Eat on Ossington, drink on Dundas West
Ossington Avenue is where the Toronto cool kids go out for dinner, and the hard part is choosing a spot. Almost all the restos – Union, Omaw, Mamakas Taverna, La Banane, even Golden Turtle, the hole-in-the-wall pho place where celeb chef Susar Lee likes to go – are fantastic! We like Boehmer, especially on a Tuesday when they offer dollar oysters, $24 lobsters and half-price bottles of wine.
Later, head to Ossington and Dundas West for some prime evening entertainment. The Dakota Tavern is live music central with roots rock and country on the slate seven days a week. The Red Light is perfect for an intimate drink and for chats about music with local DJs, and Opera Bob’s, home of Manchester United Supporters in Toronto, has live bluegrass on Sunday nights.
Hang out in Kensington Market
By day, Kensington is home to dry goods stores, green grocers, two fabulous cheese shops and many purveyors of vintage clothing. If you’re hungry, go to Sanagan’s Meat Locker for artisanal deli and charcuterie products and their yummy chicken sandwiches, or pop by any of the Colombian and Mexican lunch counters sprinkled about near Augusta and Baldwin.
In the evening, visit Grey Gardens, one of the five restos owned by Toronto toughie Jen Agg, for delectable food like crispy pig’s head, venison carpaccio and tandoori lobster. Next, be a total insider and check out Cold Tea, a hidden spot in a little mall on Augusta. Find the red light and act like you’ve been there before. The bar’s cool outdoor area makes it an excellent summer destination.

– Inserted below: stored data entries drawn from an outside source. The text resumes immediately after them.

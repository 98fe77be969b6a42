//! Observability module
//!
//! Provides evaluation metrics and the notification side channel used by
//! `notify` actions. Logging goes through `tracing` throughout the crate.

pub mod metrics;
pub mod notify;

pub use metrics::{Counter, Histogram, Metrics, MetricsCollector, MetricsSnapshot};
pub use notify::{CollectingNotifier, Notification, Notifier, TracingNotifier};
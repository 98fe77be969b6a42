//! Aggregation over context arrays

use crate::error::{ActionError, Result};
use tenant_rules_core::{AggregateOperation, Value};

/// Compute `operation` over `items`
///
/// `sum` and `avg` coerce every element to a number; an element with no
/// numeric reading turns the result into `NaN`. `count` only counts. An
/// empty array yields `0` for every operation.
pub fn compute_aggregate(operation: AggregateOperation, items: &[Value]) -> Result<f64> {
    match operation {
        AggregateOperation::Count => Ok(items.len() as f64),
        AggregateOperation::Sum => Ok(numeric_sum(items)),
        AggregateOperation::Avg => {
            if items.is_empty() {
                return Ok(0.0);
            }
            Ok(numeric_sum(items) / items.len() as f64)
        }
        AggregateOperation::Unsupported => Err(ActionError::UnsupportedOperation),
    }
}

fn numeric_sum(items: &[Value]) -> f64 {
    items
        .iter()
        .map(|item| item.to_number().unwrap_or(f64::NAN))
        .sum()
}
//! SDK error types

use tenant_rules_core::CoreError;
use thiserror::Error;

/// SDK error type
///
/// Only loading and configuration fail. Evaluation never returns an error.
#[derive(Error, Debug)]
pub enum SdkError {
    /// Configuration error
    #[error("Configuration error: {0}")]
    Config(String),

    /// A rule document could not be parsed
    #[error("Failed to parse {origin}: {message}")]
    Parse { origin: String, message: String },

    /// I/O error
    #[error("I/O error: {0}")]
    Io(#[from] std::io::Error),

    /// Invalid rule file
    #[error("Invalid rule file: {0}")]
    InvalidRuleFile(String),

    /// Core error (unknown template, operator, ...)
    #[error(transparent)]
    Core(#[from] CoreError),
}

impl SdkError {
    pub(crate) fn parse(origin: impl Into<String>, message: impl ToString) -> Self {
        SdkError::Parse {
            origin: origin.into(),
            message: message.to_string(),
        }
    }
}

/// Result type for SDK operations
pub type Result<T> = std::result::Result<T, SdkError>;
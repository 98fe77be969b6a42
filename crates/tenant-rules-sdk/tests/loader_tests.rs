//! Rule file loading tests

use serde_json::json;
use std::fs;
use std::path::PathBuf;
use std::sync::Arc;
use tempfile::TempDir;
use tenant_rules_sdk::{
    load_rules_file, CollectingNotifier, EngineConfig, RuleContext, RuleEngine, RuleEngineBuilder,
    RuleFormat, SdkError, Value,
};

fn write(dir: &TempDir, name: &str, content: &str) -> PathBuf {
    let path = dir.path().join(name);
    fs::write(&path, content).unwrap();
    path
}

#[test]
fn test_load_json_and_yml_files() -> anyhow::Result<()> {
    let dir = TempDir::new()?;
    let json_path = write(
        &dir,
        "fees.json",
        r#"[{"id": "fee", "name": "Fee", "actions": [{"type": "add_fee", "percentage": 5}]}]"#,
    );
    let yml_path = write(
        &dir,
        "notes.yml",
        "id: note\nname: Note\nactions:\n  - type: notify\n    message: hi\n",
    );

    assert_eq!(load_rules_file(&json_path)?[0].id, "fee");
    assert_eq!(load_rules_file(&yml_path)?[0].id, "note");
    Ok(())
}

#[test]
fn test_config_files_load_before_builder_rules() -> anyhow::Result<()> {
    let dir = TempDir::new()?;
    let first = write(&dir, "a.json", r#"{"id": "from_a", "name": "A"}"#);
    let second = write(&dir, "b.yaml", "- id: from_b\n  name: B\n");

    let engine = RuleEngineBuilder::new()
        .add_rule_content("inline", RuleFormat::Json, r#"{"id": "inline", "name": "Inline"}"#)
        .with_config(EngineConfig::new().with_rule_file(first))
        .add_rule_file(second)
        .build()?;

    let ids: Vec<&str> = engine.rules().iter().map(|r| r.id.as_str()).collect();
    assert_eq!(ids, vec!["from_a", "from_b", "inline"]);
    Ok(())
}

#[test]
fn test_engine_new_loads_config_files() -> anyhow::Result<()> {
    let dir = TempDir::new()?;
    let path = write(
        &dir,
        "rules.json",
        r#"{"rules": [{"id": "surcharge", "name": "Surcharge",
            "conditions": {"field": "entity.total", "operator": ">", "value": 100},
            "actions": [{"type": "add_fee", "field": "surcharge", "percentage": 2}]}]}"#,
    );

    let engine = RuleEngine::new(EngineConfig::new().with_rule_file(path))?;
    let outcome = engine.evaluate(&RuleContext::new("order", json!({"total": 500})));

    assert_eq!(outcome.merged.applied_values.get("surcharge"), Some(&Value::from(10)));
    Ok(())
}

#[test]
fn test_unsupported_extension() {
    let dir = TempDir::new().unwrap();
    let path = write(&dir, "rules.toml", "id = 'x'");

    let result = RuleEngineBuilder::new().add_rule_file(path).build();
    assert!(matches!(result, Err(SdkError::InvalidRuleFile(_))));
}

#[test]
fn test_parse_error_names_the_file() {
    let dir = TempDir::new().unwrap();
    let path = write(&dir, "broken.yaml", "id: [unclosed\n");

    match load_rules_file(&path) {
        Err(SdkError::Parse { origin, .. }) => assert!(origin.contains("broken.yaml")),
        other => panic!("Expected parse error, got {:?}", other),
    }
}

#[test]
fn test_templates_through_builder() -> anyhow::Result<()> {
    let notifier = Arc::new(CollectingNotifier::new());
    let engine = RuleEngineBuilder::new()
        .add_template("retail.high_value_review", "shop-1")
        .with_notifier(notifier.clone())
        .build()?;

    let outcome = engine.evaluate_for(
        "shop-1",
        Some("on_order_create"),
        &RuleContext::new("order", json!({"total": 5000})),
    );

    assert_eq!(outcome.triggered_workflows, vec!["manual_review"]);
    assert_eq!(notifier.notifications().len(), 1);

    let other = engine.evaluate_for(
        "shop-2",
        Some("on_order_create"),
        &RuleContext::new("order", json!({"total": 5000})),
    );
    assert!(other.results.is_empty());
    Ok(())
}
//! Tenant Rules Runtime - Evaluation engine for tenant business rules
//!
//! Evaluation is a pure, synchronous function of a rule set and a
//! [`RuleContext`]. Public entry points never fail: malformed conditions
//! do not match and failing actions become error strings in the result.
//!
//! ```rust
//! use tenant_rules_core::builder::{action, condition};
//! use tenant_rules_core::{BusinessRule, Value};
//! use tenant_rules_runtime::{evaluate_rules, merge_rule_results, EvaluateOptions, RuleContext};
//! use serde_json::json;
//!
//! let rules = vec![BusinessRule::new("luxury", "Luxury fee")
//!     .with_conditions(condition::greater_than("entity.total", 1000))
//!     .add_action(action::percentage_fee(10.0))];
//!
//! let context = RuleContext::new("order", json!({"total": 2000}));
//! let results = evaluate_rules(&rules, &context, EvaluateOptions::default());
//! let merged = merge_rule_results(&results);
//!
//! assert_eq!(merged.matched_rules, 1);
//! assert_eq!(merged.applied_values.get("fee"), Some(&Value::Number(200.0)));
//! ```

pub mod action;
pub mod context;
pub mod engine;
pub mod error;
pub mod executor;
pub mod observability;
pub mod result;

// Re-export main types
pub use action::{apply_actions, execute_action, ActionOutcome, Effect};
pub use context::RuleContext;
pub use engine::{evaluate_condition, evaluate_condition_with_trace};
pub use error::{ActionError, Result};
pub use executor::{evaluate_rule, evaluate_rules, trace_rule, EvaluateOptions, RuleExecutor};
pub use observability::{
    CollectingNotifier, Metrics, MetricsCollector, MetricsSnapshot, Notification, Notifier,
    TracingNotifier,
};
pub use result::{merge_rule_results, ConditionTrace, MergedResult, RuleResult, RuleTrace};
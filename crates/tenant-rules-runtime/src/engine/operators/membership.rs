//! Array membership and containment

use super::string::coerce_to_string;
use tenant_rules_core::Value;

/// Membership with NaN treated as equal to itself
pub(crate) fn is_member(needle: Option<&Value>, haystack: &[Value]) -> bool {
    match needle {
        Some(needle) => haystack.iter().any(|item| same_value_zero(item, needle)),
        None => false,
    }
}

fn same_value_zero(a: &Value, b: &Value) -> bool {
    match (a, b) {
        (Value::Number(x), Value::Number(y)) if x.is_nan() && y.is_nan() => true,
        _ => a.strict_eq(b),
    }
}

/// Element membership for arrays, substring search for strings
///
/// Returns `None` when the field is neither, so callers can decide the
/// negated result independently.
pub(crate) fn contains(field_value: Option<&Value>, literal: Option<&Value>) -> Option<bool> {
    match field_value {
        Some(Value::Array(items)) => Some(is_member(literal, items)),
        Some(Value::String(s)) => {
            let needle = coerce_to_string(literal);
            Some(s.contains(needle.as_str()))
        }
        _ => None,
    }
}
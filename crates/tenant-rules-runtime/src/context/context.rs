//! Rule context implementation

use super::field_lookup::get_nested_value;
use serde::{Deserialize, Serialize};
use std::collections::HashMap;
use tenant_rules_core::Value;

/// Data a rule set is evaluated against
///
/// A flat map of top-level keys. `entity` and `entityType` are always
/// expected; hosts add more (`tenantConfig`, `customer`, ...) and every key
/// is addressable from condition fields by dotted path.
#[derive(Debug, Clone, Default, PartialEq, Serialize, Deserialize)]
#[serde(transparent)]
pub struct RuleContext {
    values: HashMap<String, Value>,
}

impl RuleContext {
    pub const ENTITY: &'static str = "entity";
    pub const ENTITY_TYPE: &'static str = "entityType";
    pub const TENANT_CONFIG: &'static str = "tenantConfig";

    /// Create a context for one entity
    pub fn new(entity_type: impl Into<String>, entity: impl Into<Value>) -> Self {
        let mut values = HashMap::new();
        values.insert(Self::ENTITY.to_string(), entity.into());
        values.insert(
            Self::ENTITY_TYPE.to_string(),
            Value::String(entity_type.into()),
        );
        Self { values }
    }

    /// Builder method to add tenant configuration
    pub fn with_tenant_config(self, config: impl Into<Value>) -> Self {
        self.with_value(Self::TENANT_CONFIG, config)
    }

    /// Builder method to add an arbitrary top-level key
    pub fn with_value(mut self, key: impl Into<String>, value: impl Into<Value>) -> Self {
        self.insert(key, value);
        self
    }

    pub fn insert(&mut self, key: impl Into<String>, value: impl Into<Value>) {
        self.values.insert(key.into(), value.into());
    }

    pub fn entity(&self) -> Option<&Value> {
        self.values.get(Self::ENTITY)
    }

    pub fn entity_type(&self) -> Option<&str> {
        self.values.get(Self::ENTITY_TYPE).and_then(Value::as_str)
    }

    pub fn tenant_config(&self) -> Option<&Value> {
        self.values.get(Self::TENANT_CONFIG)
    }

    /// Resolve a dotted path; `None` means undefined
    pub fn resolve(&self, path: &str) -> Option<&Value> {
        get_nested_value(&self.values, path)
    }

    /// Top-level keys the engine expects but the host did not supply
    pub fn missing_required_keys(&self) -> Vec<&'static str> {
        [Self::ENTITY, Self::ENTITY_TYPE]
            .into_iter()
            .filter(|key| !self.values.contains_key(*key))
            .collect()
    }

    pub fn values(&self) -> &HashMap<String, Value> {
        &self.values
    }
}

impl From<HashMap<String, Value>> for RuleContext {
    fn from(values: HashMap<String, Value>) -> Self {
        Self { values }
    }
}

/// Objects become top-level keys; any other JSON value yields an empty context
impl From<serde_json::Value> for RuleContext {
    fn from(json: serde_json::Value) -> Self {
        match Value::from(json) {
            Value::Object(values) => Self { values },
            _ => Self::default(),
        }
    }
}

#[cfg(test)]
mod tests {
    use super::*;
    use serde_json::json;

    #[test]
    fn test_context_builder() {
        let ctx = RuleContext::new("order", json!({"total": 42}))
            .with_tenant_config(json!({"currency": "EUR"}))
            .with_value("channel", "web");

        assert_eq!(ctx.entity_type(), Some("order"));
        assert_eq!(ctx.resolve("entity.total"), Some(&Value::Number(42.0)));
        assert_eq!(ctx.resolve("tenantConfig.currency"), Some(&Value::from("EUR")));
        assert_eq!(ctx.resolve("channel"), Some(&Value::from("web")));
        assert!(ctx.missing_required_keys().is_empty());
    }

    #[test]
    fn test_context_from_json() {
        let ctx = RuleContext::from(json!({
            "entity": {"price": 1500},
            "entityType": "product",
            "tenantConfig": {"business_type": "restaurant"}
        }));

        assert_eq!(ctx.resolve("entity.price"), Some(&Value::Number(1500.0)));
        assert_eq!(ctx.tenant_config().and_then(|c| c.get("business_type")), Some(&Value::from("restaurant")));
    }

    #[test]
    fn test_context_from_non_object_json() {
        let ctx = RuleContext::from(json!([1, 2, 3]));
        assert!(ctx.values().is_empty());
        assert_eq!(ctx.missing_required_keys(), vec!["entity", "entityType"]);
    }

    #[test]
    fn test_context_serializes_flat() {
        let ctx = RuleContext::new("order", json!({"total": 10}));
        let json = serde_json::to_value(&ctx).unwrap();
        assert_eq!(json, json!({"entity": {"total": 10}, "entityType": "order"}));

        let back: RuleContext = serde_json::from_value(json).unwrap();
        assert_eq!(back, ctx);
    }
}
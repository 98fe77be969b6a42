//! RuleEngine - Main API for evaluating tenant rules
//!
//! The module is organized into:
//! - `types`: the evaluation outcome returned to callers
//! - `engine`: the `RuleEngine` holding a loaded rule set
//! - `tests`: Unit tests (test-only)

mod engine;
mod types;

pub use engine::RuleEngine;
pub use types::EvaluationOutcome;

Graffiti Alley and Spadina Avenue
Just south of Queen and Portland, you’ll find Graffiti Alley, where the walls are filled with mesmerizing murals, political statements and other everchanging bits of local documentation. Follow this all the way east and you’ll be right around the corner from Avenue Open Kitchen. With its all-day breakfast, its luscious Reuben and revolving daily lunch specials, this non-touristy place is legendary. Head north from here to Chinatown, for the hustle and bustle, unusual street vendors and some inexpensive gifts.